Comment gérer les déséquilibres de classes dans votre jeu de données

Practical guide to identify and manage class imbalances in your datasets, with adapted techniques for training and evaluation.

kafu 20/04/2025 21 vues

How to Handle Class Imbalances in Your Dataset

This practical guide explains how to identify and solve class imbalance problems in your computer vision datasets. Class imbalance occurs when certain categories are heavily underrepresented compared to others, which can lead to biased models that perform poorly on minority classes.

Identifying the Imbalance

Before applying solutions, it's important to precisely quantify the imbalance in your dataset.

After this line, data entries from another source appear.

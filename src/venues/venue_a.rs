//! Venue A: signed JSON-REST, inverted symbol convention (external
//! `QUOTE_BASE` vs the engine's `QUOTE/BASE`), quote-currency amount for
//! buys and base-currency amount for sells. Wire shapes and the integer
//! error-code taxonomy are grounded in `exchange_bitkub.py`; the
//! request-signing shape (build the signing message, HMAC, attach as
//! headers) follows `cooprefr-bettersys`'s `PolymarketClobAdapter::sign_request`.

use async_trait::async_trait;
use hmac::{Hmac, Mac};
use serde_json::{json, Value};
use sha2::Sha256;
use std::collections::HashMap;

use crate::error::{GridError, Result};
use crate::venue::{
    AssetBalance, CancelResult, MarketInfo, OpenOrder, Order, OrderSide, PlaceResult, PlaceStatus,
    Ticker, VenueAdapter,
};

type HmacSha256 = Hmac<Sha256>;

/// Bitkub-shaped integer error codes, grounded in `exchange_bitkub.py`'s
/// `error_messages` dict.
fn classify_error_code(code: i64) -> GridError {
    match code {
        4 | 5 | 6 | 9 | 10 | 11 => GridError::AdapterAuth(format!("venue A error {}", code)),
        20 => GridError::AdapterRateLimited(format!("venue A error {}", code)),
        1 | 2 | 3 | 15 | 18 => GridError::AdapterPermanent(format!("venue A error {}", code)),
        _ => GridError::AdapterTransient(format!("venue A error {}", code)),
    }
}

pub struct VenueAConfig {
    pub base_url: String,
    pub api_key: String,
    pub api_secret: String,
}

pub struct VenueA {
    config: VenueAConfig,
    client: reqwest::Client,
}

impl VenueA {
    pub fn new(config: VenueAConfig) -> Self {
        Self {
            config,
            client: reqwest::Client::new(),
        }
    }

    /// Converts the engine's `QUOTE/BASE` symbol convention to the
    /// venue's `BASE_QUOTE` convention, e.g. `THB/BTC` <-> `BTC_THB`.
    fn to_venue_symbol(&self, symbol: &str) -> String {
        if let Some((quote, base)) = symbol.split_once('/') {
            format!("{}_{}", base, quote)
        } else {
            symbol.to_string()
        }
    }

    fn sign(&self, ts: i64, method: &str, path: &str, body: &str) -> String {
        let message = format!("{}{}{}{}", ts, method, path, body);
        let mut mac = HmacSha256::new_from_slice(self.config.api_secret.as_bytes())
            .expect("HMAC accepts keys of any length");
        mac.update(message.as_bytes());
        hex::encode(mac.finalize().into_bytes())
    }

    async fn server_timestamp_ms(&self) -> i64 {
        let url = format!("{}/servertime", self.config.base_url);
        match self.client.get(&url).send().await {
            Ok(resp) => match resp.json::<i64>().await {
                Ok(secs) => secs * 1000,
                Err(_) => Self::local_timestamp_ms(),
            },
            Err(_) => Self::local_timestamp_ms(),
        }
    }

    fn local_timestamp_ms() -> i64 {
        chrono::Utc::now().timestamp_millis()
    }

    async fn signed_post(&self, path: &str, params: &Value) -> Result<Value> {
        let ts = self.server_timestamp_ms().await;
        let body = if params.is_null() {
            String::new()
        } else {
            serde_json::to_string(params)?
        };
        let sig = self.sign(ts, "POST", path, &body);
        let url = format!("{}{}", self.config.base_url, path);

        let mut req = self
            .client
            .post(&url)
            .header("X-API-KEY", &self.config.api_key)
            .header("X-API-TS", ts.to_string())
            .header("X-API-SIG", sig)
            .header("Content-Type", "application/json");
        if !body.is_empty() {
            req = req.body(body);
        }

        let resp = req.send().await?;
        let data: Value = resp.json().await?;

        if let Some(err_code) = data.get("error").and_then(|v| v.as_i64()) {
            if err_code != 0 {
                return Err(classify_error_code(err_code));
            }
        }

        Ok(data)
    }

    fn find_side_for_order(&self, orders: &[OpenOrder], order_id: &str) -> Option<OrderSide> {
        orders.iter().find(|o| o.id == order_id).map(|o| o.side)
    }

    async fn cancel_with_side(
        &self,
        venue_order_id: &str,
        api_symbol: &str,
        side: OrderSide,
    ) -> Result<bool> {
        let params = json!({
            "sym": api_symbol,
            "id": venue_order_id,
            "sd": side.as_str(),
            "hash": venue_order_id,
        });
        match self
            .signed_post("/api/v3/market/cancel-order", &params)
            .await
        {
            Ok(_) => Ok(true),
            Err(GridError::AdapterPermanent(_)) => Ok(false),
            Err(e) => Err(e),
        }
    }
}

#[async_trait]
impl VenueAdapter for VenueA {
    async fn load_markets(&self) -> Result<HashMap<String, MarketInfo>> {
        let data = self
            .client
            .get(format!("{}/api/v3/market/symbols", self.config.base_url))
            .send()
            .await?
            .json::<Value>()
            .await?;

        let mut markets = HashMap::new();
        if let Some(result) = data.get("result").and_then(|v| v.as_array()) {
            for entry in result {
                let base = entry.get("base_asset").and_then(|v| v.as_str()).unwrap_or("");
                let quote = entry.get("quote_asset").and_then(|v| v.as_str()).unwrap_or("");
                if base.is_empty() || quote.is_empty() {
                    continue;
                }
                let symbol = format!("{}/{}", quote, base);
                markets.insert(
                    symbol.clone(),
                    MarketInfo {
                        symbol,
                        base: base.to_string(),
                        quote: quote.to_string(),
                        active: !(entry.get("freeze_buy").and_then(|v| v.as_bool()).unwrap_or(false)
                            || entry.get("freeze_sell").and_then(|v| v.as_bool()).unwrap_or(false)),
                        min_size: entry
                            .get("min_quote_size")
                            .and_then(|v| v.as_f64())
                            .unwrap_or(10.0),
                        price_step: entry
                            .get("price_step")
                            .and_then(|v| v.as_str())
                            .and_then(|s| s.parse().ok())
                            .unwrap_or(0.01),
                    },
                );
            }
        }
        Ok(markets)
    }

    async fn fetch_ticker(&self, symbol: &str) -> Result<Ticker> {
        let data = self
            .client
            .get(format!("{}/api/market/ticker", self.config.base_url))
            .send()
            .await?
            .json::<Value>()
            .await?;

        let api_symbol = self.to_venue_symbol(symbol);
        let ticker = data.get(&api_symbol).ok_or_else(|| {
            GridError::NotFound(format!("ticker for {} not present", api_symbol))
        })?;

        Ok(Ticker {
            bid: ticker.get("highestBid").and_then(|v| v.as_f64()).unwrap_or(0.0),
            ask: ticker.get("lowestAsk").and_then(|v| v.as_f64()).unwrap_or(0.0),
            last: ticker.get("last").and_then(|v| v.as_f64()).unwrap_or(0.0),
            ts: Self::local_timestamp_ms(),
        })
    }

    async fn place_limit(
        &self,
        symbol: &str,
        side: OrderSide,
        price: f64,
        size: f64,
    ) -> Result<PlaceResult> {
        let api_symbol = self.to_venue_symbol(symbol);
        let endpoint = match side {
            OrderSide::Buy => "/api/v3/market/place-bid",
            OrderSide::Sell => "/api/v3/market/place-ask",
        };

        // Venue A takes quote-currency amount for buys, base-currency
        // amount for sells; the engine always passes base size, so the
        // adapter converts for buys.
        let amount = match side {
            OrderSide::Buy => size * price,
            OrderSide::Sell => size,
        };

        let params = json!({
            "sym": api_symbol,
            "amt": amount,
            "rat": price,
            "typ": "limit",
        });

        match self.signed_post(endpoint, &params).await {
            Ok(data) => {
                let order_id = data
                    .get("result")
                    .and_then(|r| r.get("id"))
                    .and_then(|v| v.as_str().map(String::from).or_else(|| v.as_i64().map(|i| i.to_string())))
                    .unwrap_or_default();
                if order_id.is_empty() {
                    Ok(PlaceResult {
                        venue_order_id: String::new(),
                        status: PlaceStatus::Rejected("no order id returned".into()),
                    })
                } else {
                    Ok(PlaceResult {
                        venue_order_id: order_id,
                        status: PlaceStatus::Open,
                    })
                }
            }
            Err(GridError::AdapterPermanent(msg)) => Ok(PlaceResult {
                venue_order_id: String::new(),
                status: PlaceStatus::Rejected(msg),
            }),
            Err(e) => Err(e),
        }
    }

    async fn cancel(&self, venue_order_id: &str, symbol: &str) -> Result<CancelResult> {
        let api_symbol = self.to_venue_symbol(symbol);
        let open_orders = self.fetch_open_orders(symbol).await?;

        if let Some(side) = self.find_side_for_order(&open_orders, venue_order_id) {
            return if self
                .cancel_with_side(venue_order_id, &api_symbol, side)
                .await?
            {
                Ok(CancelResult::Ok)
            } else {
                Ok(CancelResult::NotFound)
            };
        }

        // Order not present in the current listing: retry cancellation
        // with each side before giving up.
        for side in [OrderSide::Sell, OrderSide::Buy] {
            if self.cancel_with_side(venue_order_id, &api_symbol, side).await? {
                return Ok(CancelResult::Ok);
            }
        }
        Ok(CancelResult::NotFound)
    }

    async fn fetch_open_orders(&self, symbol: &str) -> Result<Vec<OpenOrder>> {
        let api_symbol = self.to_venue_symbol(symbol);
        let params = json!({ "sym": api_symbol });
        let data = self
            .signed_post("/api/v3/market/my-open-orders", &params)
            .await?;

        let result = match data.get("result") {
            Some(r) => r,
            None => return Ok(Vec::new()),
        };

        let entries: Vec<&Value> = match result {
            Value::Array(arr) => arr.iter().collect(),
            Value::Object(map) => map.values().collect(),
            _ => return Ok(Vec::new()),
        };

        let mut orders = Vec::new();
        for order in entries {
            let id = order
                .get("id")
                .map(|v| v.to_string().trim_matches('"').to_string())
                .unwrap_or_default();
            let side = match order.get("side").and_then(|v| v.as_str()) {
                Some("sell") => OrderSide::Sell,
                _ => OrderSide::Buy,
            };
            let amount = order.get("amount").and_then(|v| v.as_f64()).unwrap_or(0.0);
            let filled = order.get("filled").and_then(|v| v.as_f64()).unwrap_or(0.0);
            orders.push(OpenOrder {
                id,
                side,
                price: order.get("rate").and_then(|v| v.as_f64()).unwrap_or(0.0),
                amount,
                remaining: amount - filled,
                ts: order.get("ts").and_then(|v| v.as_i64()).unwrap_or(0),
            });
        }
        Ok(orders)
    }

    async fn fetch_balance(&self) -> Result<HashMap<String, AssetBalance>> {
        let data = self
            .signed_post("/api/v3/market/wallet", &Value::Null)
            .await?;

        let mut balances = HashMap::new();
        if let Some(result) = data.get("result").and_then(|v| v.as_object()) {
            for (currency, value) in result {
                if let Some(total) = value.as_f64() {
                    balances.insert(
                        currency.clone(),
                        AssetBalance {
                            free: total,
                            used: 0.0,
                            total,
                        },
                    );
                }
            }
        }
        Ok(balances)
    }

    async fn fetch_order(&self, id: &str, symbol: &str) -> Result<Order> {
        let api_symbol = self.to_venue_symbol(symbol);
        let params = json!({ "sym": api_symbol, "id": id });
        let data = self.signed_post("/api/v3/market/order-info", &params).await?;
        let order = data
            .get("result")
            .ok_or_else(|| GridError::NotFound(format!("order {} not found", id)))?;

        let amount = order.get("amount").and_then(|v| v.as_f64()).unwrap_or(0.0);
        let filled = order.get("filled").and_then(|v| v.as_f64()).unwrap_or(0.0);
        let side = match order.get("side").and_then(|v| v.as_str()) {
            Some("sell") => OrderSide::Sell,
            _ => OrderSide::Buy,
        };

        Ok(Order {
            id: id.to_string(),
            side,
            price: order.get("rate").and_then(|v| v.as_f64()).unwrap_or(0.0),
            amount,
            filled,
            remaining: amount - filled,
            status: order
                .get("status")
                .and_then(|v| v.as_str())
                .unwrap_or("unknown")
                .to_string(),
            ts: order.get("ts").and_then(|v| v.as_i64()).unwrap_or(0),
        })
    }

    async fn close(&self) {
        log::info!("venue A connection closed");
    }
}

#[cfg(test)]
mod tests {
    use super::*;

    fn adapter() -> VenueA {
        VenueA::new(VenueAConfig {
            base_url: "https://example.invalid".to_string(),
            api_key: "key".to_string(),
            api_secret: "secret".to_string(),
        })
    }

    #[test]
    fn symbol_conversion_round_trips() {
        let a = adapter();
        assert_eq!(a.to_venue_symbol("THB/BTC"), "BTC_THB");
    }

    #[test]
    fn signature_is_deterministic_for_same_inputs() {
        let a = adapter();
        let sig1 = a.sign(1000, "POST", "/api/v3/market/place-bid", "{}");
        let sig2 = a.sign(1000, "POST", "/api/v3/market/place-bid", "{}");
        assert_eq!(sig1, sig2);
    }

    #[test]
    fn signature_changes_with_body() {
        let a = adapter();
        let sig1 = a.sign(1000, "POST", "/api/v3/market/place-bid", "{}");
        let sig2 = a.sign(1000, "POST", "/api/v3/market/place-bid", "{\"sym\":\"BTC_THB\"}");
        assert_ne!(sig1, sig2);
    }

    #[test]
    fn error_code_classification() {
        assert_eq!(
            classify_error_code(6),
            GridError::AdapterAuth("venue A error 6".into())
        );
        assert_eq!(
            classify_error_code(20),
            GridError::AdapterRateLimited("venue A error 20".into())
        );
        assert_eq!(
            classify_error_code(18),
            GridError::AdapterPermanent("venue A error 18".into())
        );
    }
}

Class Distribution Analysis

Use Techsolut's dataset analysis tool to visualize the class distribution:

  1. Go to the "Dataset" tab of your project
  2. Click on "Statistics and Analysis"
  3. Check the "Class Distribution" graph
  4. Examine specific metrics:
  5. Imbalance Ratio: ratio between the most frequent and least frequent class
  6. Imbalance Factor: combined measure taking into account all classes

Critical Thresholds

Generally, a dataset is considered significantly imbalanced when:
- The ratio between majority and minority classes exceeds 10:1
- Some classes represent less than 5% of the total examples
- The class distribution strongly deviates from an expected uniform or natural distribution

Data-Level Strategies

1. Oversampling Minority Classes

Oversampling artificially increases the number of examples in underrepresented classes.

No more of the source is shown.